The task: Every line holding the string "packages" should be copied from the listing.

++++ The data

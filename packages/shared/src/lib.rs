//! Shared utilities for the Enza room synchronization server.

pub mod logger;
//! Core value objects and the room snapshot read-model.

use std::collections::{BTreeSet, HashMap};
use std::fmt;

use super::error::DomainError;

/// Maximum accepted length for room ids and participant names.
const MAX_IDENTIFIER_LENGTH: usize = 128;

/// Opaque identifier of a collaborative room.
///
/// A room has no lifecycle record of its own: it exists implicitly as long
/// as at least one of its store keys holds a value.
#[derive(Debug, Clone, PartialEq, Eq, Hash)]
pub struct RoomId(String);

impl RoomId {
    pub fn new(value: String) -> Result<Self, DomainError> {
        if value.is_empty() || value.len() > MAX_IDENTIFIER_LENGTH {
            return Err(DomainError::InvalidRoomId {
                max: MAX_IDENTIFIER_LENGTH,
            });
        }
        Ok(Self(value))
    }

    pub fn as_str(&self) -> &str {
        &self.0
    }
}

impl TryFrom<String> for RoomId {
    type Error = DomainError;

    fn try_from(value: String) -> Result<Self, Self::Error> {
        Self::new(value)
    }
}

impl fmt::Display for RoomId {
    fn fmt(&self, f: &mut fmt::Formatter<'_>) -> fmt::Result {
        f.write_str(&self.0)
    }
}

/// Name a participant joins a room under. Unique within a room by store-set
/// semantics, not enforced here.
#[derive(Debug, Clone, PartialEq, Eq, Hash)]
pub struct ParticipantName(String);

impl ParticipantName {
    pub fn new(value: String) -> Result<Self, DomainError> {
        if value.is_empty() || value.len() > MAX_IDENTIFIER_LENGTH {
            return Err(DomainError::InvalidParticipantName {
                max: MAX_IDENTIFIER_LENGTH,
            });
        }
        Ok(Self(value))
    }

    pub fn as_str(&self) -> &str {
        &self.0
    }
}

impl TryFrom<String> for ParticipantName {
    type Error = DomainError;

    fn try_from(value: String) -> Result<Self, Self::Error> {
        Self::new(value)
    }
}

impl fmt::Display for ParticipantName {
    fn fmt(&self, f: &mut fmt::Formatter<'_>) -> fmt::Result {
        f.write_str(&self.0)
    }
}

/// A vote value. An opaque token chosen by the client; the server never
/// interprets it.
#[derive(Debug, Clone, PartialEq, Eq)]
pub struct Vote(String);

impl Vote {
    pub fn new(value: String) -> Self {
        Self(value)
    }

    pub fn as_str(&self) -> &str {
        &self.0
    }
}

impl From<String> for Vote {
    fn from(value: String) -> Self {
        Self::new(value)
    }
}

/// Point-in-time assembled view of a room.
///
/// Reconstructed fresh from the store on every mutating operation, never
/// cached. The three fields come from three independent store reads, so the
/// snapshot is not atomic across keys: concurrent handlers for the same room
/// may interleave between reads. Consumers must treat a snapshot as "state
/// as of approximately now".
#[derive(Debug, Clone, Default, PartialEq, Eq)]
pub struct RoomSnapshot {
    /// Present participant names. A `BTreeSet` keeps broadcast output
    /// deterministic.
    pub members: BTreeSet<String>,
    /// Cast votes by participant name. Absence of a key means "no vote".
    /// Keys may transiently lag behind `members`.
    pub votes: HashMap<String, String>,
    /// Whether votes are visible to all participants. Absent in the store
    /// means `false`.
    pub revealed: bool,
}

++++++++
++++ The data

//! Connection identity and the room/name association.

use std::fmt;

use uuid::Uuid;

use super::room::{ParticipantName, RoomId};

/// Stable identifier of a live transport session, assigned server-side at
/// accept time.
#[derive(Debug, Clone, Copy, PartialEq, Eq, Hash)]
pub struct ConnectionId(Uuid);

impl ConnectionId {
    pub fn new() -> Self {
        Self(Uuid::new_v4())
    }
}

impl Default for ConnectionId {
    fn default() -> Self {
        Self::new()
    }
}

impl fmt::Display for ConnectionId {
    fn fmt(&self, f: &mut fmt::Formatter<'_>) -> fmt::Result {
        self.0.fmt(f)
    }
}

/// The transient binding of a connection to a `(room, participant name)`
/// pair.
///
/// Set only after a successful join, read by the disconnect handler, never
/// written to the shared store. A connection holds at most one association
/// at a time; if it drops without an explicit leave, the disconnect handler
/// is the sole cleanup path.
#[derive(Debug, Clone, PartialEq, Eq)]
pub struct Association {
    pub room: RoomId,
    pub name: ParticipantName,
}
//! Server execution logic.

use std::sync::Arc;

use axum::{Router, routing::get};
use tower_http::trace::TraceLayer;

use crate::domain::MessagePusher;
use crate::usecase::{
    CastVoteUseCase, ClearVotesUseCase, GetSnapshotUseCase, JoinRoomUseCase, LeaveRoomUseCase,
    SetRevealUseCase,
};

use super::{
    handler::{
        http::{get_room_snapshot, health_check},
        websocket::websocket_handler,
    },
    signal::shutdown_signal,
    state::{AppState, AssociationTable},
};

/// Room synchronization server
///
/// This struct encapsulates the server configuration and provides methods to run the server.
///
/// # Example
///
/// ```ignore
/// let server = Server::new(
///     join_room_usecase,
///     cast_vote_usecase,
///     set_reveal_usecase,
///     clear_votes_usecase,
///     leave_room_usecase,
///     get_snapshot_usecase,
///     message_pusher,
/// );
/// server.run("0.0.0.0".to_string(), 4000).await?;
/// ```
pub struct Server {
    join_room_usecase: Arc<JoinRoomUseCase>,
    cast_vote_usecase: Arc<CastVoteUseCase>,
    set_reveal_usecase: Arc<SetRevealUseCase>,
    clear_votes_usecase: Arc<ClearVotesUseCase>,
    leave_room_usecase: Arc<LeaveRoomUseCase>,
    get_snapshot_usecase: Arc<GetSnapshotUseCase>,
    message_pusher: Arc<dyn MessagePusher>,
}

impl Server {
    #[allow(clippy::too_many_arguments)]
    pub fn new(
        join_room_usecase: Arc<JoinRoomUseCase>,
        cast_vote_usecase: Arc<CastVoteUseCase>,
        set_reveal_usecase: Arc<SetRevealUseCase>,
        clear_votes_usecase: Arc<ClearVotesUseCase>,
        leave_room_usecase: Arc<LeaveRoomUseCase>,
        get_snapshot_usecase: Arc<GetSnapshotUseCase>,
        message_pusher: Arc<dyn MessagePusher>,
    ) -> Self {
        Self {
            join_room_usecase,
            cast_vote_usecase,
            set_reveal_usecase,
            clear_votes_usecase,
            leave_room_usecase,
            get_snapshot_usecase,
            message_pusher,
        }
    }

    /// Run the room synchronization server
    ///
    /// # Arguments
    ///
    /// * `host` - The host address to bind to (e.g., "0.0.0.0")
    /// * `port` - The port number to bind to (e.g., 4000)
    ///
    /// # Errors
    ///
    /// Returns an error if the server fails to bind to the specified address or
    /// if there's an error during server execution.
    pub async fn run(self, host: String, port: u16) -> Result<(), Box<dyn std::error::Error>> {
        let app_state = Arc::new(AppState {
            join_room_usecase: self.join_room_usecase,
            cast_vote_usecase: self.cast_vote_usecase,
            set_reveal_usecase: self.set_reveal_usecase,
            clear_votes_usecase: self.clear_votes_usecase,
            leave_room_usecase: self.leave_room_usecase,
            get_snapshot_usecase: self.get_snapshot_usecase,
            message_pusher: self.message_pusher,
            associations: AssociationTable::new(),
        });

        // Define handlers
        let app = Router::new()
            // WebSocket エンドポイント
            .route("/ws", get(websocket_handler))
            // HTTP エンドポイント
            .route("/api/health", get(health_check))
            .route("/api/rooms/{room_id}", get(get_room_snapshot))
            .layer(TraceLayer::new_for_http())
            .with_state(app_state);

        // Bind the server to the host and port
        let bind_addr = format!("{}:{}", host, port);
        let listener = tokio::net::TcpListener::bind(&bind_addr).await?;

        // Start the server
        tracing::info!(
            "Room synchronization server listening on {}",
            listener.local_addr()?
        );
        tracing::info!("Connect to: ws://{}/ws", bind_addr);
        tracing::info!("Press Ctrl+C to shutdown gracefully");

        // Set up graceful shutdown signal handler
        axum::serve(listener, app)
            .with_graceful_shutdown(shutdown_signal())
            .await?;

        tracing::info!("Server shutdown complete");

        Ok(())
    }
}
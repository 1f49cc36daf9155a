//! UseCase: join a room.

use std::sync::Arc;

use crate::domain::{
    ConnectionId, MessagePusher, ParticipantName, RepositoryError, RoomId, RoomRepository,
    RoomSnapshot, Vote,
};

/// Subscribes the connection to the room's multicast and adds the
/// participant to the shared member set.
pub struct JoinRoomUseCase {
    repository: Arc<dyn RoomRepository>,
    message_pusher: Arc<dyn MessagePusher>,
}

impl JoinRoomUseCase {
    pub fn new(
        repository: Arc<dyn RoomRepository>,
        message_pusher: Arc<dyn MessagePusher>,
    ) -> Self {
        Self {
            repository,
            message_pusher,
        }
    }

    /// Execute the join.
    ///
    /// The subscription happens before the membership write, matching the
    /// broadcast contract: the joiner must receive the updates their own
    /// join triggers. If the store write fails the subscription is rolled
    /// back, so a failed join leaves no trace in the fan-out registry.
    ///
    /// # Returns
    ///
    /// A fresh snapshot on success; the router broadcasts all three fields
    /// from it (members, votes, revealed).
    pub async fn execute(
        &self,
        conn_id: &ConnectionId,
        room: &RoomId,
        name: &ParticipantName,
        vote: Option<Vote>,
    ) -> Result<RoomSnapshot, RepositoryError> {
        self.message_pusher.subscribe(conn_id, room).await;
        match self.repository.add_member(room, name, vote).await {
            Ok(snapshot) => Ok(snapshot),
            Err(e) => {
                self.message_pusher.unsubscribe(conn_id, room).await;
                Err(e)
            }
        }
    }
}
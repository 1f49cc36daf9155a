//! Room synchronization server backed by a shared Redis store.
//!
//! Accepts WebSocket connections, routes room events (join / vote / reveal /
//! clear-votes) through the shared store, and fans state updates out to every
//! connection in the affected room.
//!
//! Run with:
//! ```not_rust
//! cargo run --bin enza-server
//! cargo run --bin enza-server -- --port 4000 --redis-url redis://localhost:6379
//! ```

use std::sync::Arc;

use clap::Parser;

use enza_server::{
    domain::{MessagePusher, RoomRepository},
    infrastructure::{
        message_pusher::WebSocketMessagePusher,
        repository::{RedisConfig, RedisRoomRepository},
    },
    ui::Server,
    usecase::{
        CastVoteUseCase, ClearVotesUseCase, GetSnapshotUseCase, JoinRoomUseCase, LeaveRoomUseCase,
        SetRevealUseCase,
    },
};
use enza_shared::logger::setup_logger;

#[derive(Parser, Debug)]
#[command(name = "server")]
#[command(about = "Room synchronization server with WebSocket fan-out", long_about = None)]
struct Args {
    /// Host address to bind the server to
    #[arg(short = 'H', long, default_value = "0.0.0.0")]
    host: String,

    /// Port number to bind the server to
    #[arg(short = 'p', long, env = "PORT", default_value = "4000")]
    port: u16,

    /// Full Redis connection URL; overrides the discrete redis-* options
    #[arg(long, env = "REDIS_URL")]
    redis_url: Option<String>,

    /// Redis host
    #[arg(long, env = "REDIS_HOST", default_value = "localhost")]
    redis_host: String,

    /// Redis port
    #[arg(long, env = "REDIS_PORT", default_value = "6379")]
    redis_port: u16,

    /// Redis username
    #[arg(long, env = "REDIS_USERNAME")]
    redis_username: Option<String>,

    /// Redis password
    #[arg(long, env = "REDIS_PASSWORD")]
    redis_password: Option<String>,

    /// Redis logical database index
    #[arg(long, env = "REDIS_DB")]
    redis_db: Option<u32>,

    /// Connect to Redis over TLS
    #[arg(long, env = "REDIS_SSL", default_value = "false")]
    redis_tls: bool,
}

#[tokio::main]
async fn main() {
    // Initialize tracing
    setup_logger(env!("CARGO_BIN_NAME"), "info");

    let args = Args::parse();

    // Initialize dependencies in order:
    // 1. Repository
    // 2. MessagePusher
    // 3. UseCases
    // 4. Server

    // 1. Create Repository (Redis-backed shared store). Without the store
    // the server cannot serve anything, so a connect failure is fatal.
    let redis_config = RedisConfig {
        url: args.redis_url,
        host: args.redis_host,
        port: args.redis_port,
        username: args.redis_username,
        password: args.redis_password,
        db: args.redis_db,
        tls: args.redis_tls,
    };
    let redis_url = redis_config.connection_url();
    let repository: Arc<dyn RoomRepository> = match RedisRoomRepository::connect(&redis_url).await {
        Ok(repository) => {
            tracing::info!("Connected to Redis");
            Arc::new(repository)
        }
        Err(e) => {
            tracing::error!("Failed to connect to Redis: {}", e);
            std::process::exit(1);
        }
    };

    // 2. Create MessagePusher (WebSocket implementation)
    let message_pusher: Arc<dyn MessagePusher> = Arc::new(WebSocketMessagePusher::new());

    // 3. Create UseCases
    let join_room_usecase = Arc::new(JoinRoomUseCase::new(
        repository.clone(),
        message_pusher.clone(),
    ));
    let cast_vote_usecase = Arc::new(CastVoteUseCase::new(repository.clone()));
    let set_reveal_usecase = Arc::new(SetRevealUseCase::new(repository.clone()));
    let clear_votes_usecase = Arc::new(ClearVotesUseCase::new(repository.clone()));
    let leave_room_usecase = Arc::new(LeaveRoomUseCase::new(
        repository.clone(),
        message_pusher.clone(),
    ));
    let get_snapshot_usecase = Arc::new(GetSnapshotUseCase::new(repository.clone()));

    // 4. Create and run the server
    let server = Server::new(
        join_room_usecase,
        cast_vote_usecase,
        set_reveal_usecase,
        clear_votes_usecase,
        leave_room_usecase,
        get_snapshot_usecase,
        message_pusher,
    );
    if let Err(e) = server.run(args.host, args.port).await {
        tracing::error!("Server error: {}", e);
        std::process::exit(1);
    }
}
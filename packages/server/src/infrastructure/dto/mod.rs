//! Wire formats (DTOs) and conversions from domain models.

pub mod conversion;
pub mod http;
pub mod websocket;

++++++++

Worked solution:
filename packages/shared/src/lib.rs
filename packages/server/src/infrastructure/dto/mod.rs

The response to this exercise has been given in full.